Concernant l’authentification, la Cnil va renforcer les exigences pour l’État et les entreprises. Toutes les bases de données contenant plus d’un million de personnes devront recourir à ce type d’authentification, alliant un mot de passe à un code secret généré aléatoirement. Bien que cette mesure soit indispensable à titre individuel, elle se complique pour des institutions comme l’État ou de grandes entreprises avec des millions de collaborateurs. Néanmoins, l’État « a une responsabilité particulière à l’égard des données des Français », souligne la Cnil, notant que « les violations concernant les traitements du secteur public ont représenté 20 % des notifications en 2025, contre 11 % en 2023 ».

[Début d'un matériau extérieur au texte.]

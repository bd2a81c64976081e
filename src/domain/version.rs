use crate::error::{ReleaseError, Result};
use std::fmt;

/// Semantic version representation
#[derive(Debug, Clone, Copy, PartialEq, Eq, PartialOrd, Ord)]
pub struct Version {
    pub major: u64,
    pub minor: u64,
    pub patch: u64,
}

impl Version {
    /// Create a new version
    pub fn new(major: u64, minor: u64, patch: u64) -> Self {
        Version {
            major,
            minor,
            patch,
        }
    }

    /// Parse a version string (e.g., "1.2.3" or "v1.2.3").
    ///
    /// Pre-release and build metadata are rejected: the version marker must
    /// hold a plain X.Y.Z triple for the bump to stay mechanical.
    pub fn parse(value: &str) -> Result<Self> {
        let clean = value
            .trim()
            .trim_start_matches('v')
            .trim_start_matches('V');

        let parsed = semver::Version::parse(clean).map_err(|e| {
            ReleaseError::version(format!("Invalid version '{}': {}", value, e))
        })?;

        if !parsed.pre.is_empty() || !parsed.build.is_empty() {
            return Err(ReleaseError::version(format!(
                "Invalid version '{}': pre-release or build metadata is not supported",
                value
            )));
        }

        Ok(Version {
            major: parsed.major,
            minor: parsed.minor,
            patch: parsed.patch,
        })
    }

    /// Successor version for the given bump kind
    pub fn bump(&self, kind: BumpKind) -> Self {
        match kind {
            BumpKind::Major => Version {
                major: self.major + 1,
                minor: 0,
                patch: 0,
            },
            BumpKind::Minor => Version {
                major: self.major,
                minor: self.minor + 1,
                patch: 0,
            },
            BumpKind::Patch => Version {
                major: self.major,
                minor: self.minor,
                patch: self.patch + 1,
            },
        }
    }
}

impl fmt::Display for Version {
    fn fmt(&self, f: &mut fmt::Formatter<'_>) -> fmt::Result {
        write!(f, "{}.{}.{}", self.major, self.minor, self.patch)
    }
}

/// Version bump severity. Totally ordered; concurrent contributions combine
/// by taking the maximum.
#[derive(Debug, Clone, Copy, PartialEq, Eq, PartialOrd, Ord)]
pub enum BumpKind {
    Patch,
    Minor,
    Major,
}

impl BumpKind {
    /// Map a single label name to a bump kind, if it is a release label
    pub fn from_label(label: &str) -> Option<BumpKind> {
        match label {
            "patch" => Some(BumpKind::Patch),
            "minor" => Some(BumpKind::Minor),
            "major" => Some(BumpKind::Major),
            _ => None,
        }
    }

    /// Combined bump for a label set. An issue carrying several release
    /// labels contributes its largest one; no release label means no bump.
    pub fn from_labels<'a, I>(labels: I) -> Option<BumpKind>
    where
        I: IntoIterator<Item = &'a str>,
    {
        labels.into_iter().filter_map(Self::from_label).max()
    }

    pub fn as_str(&self) -> &'static str {
        match self {
            BumpKind::Patch => "patch",
            BumpKind::Minor => "minor",
            BumpKind::Major => "major",
        }
    }
}

impl fmt::Display for BumpKind {
    fn fmt(&self, f: &mut fmt::Formatter<'_>) -> fmt::Result {
        f.write_str(self.as_str())
    }
}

### 487 millions d’euros d’amendes en 2025

Marie-Laure Denis avertit donc ceux qui envisagent des compromis sur la cybersécurité, précisant que la moitié de l’action répressive de la Cnil en 2026 sera axée sur ce type de négligence. Elle en profite pour solliciter une augmentation des moyens pour faire face à ce qui se profile comme une nouvelle année record pour les problèmes de cybersécurité.

Concernant ses activités répressives, la Cnil a enregistré 20 150 plaintes en 2025 et a infligé 487 millions d’euros d’amendes aux entreprises négligentes avec les données personnelles de leurs utilisateurs. Ce montant comprend en grande partie l’amende de 325 millions infligée à Google et celle de 150 millions imposée à Shein.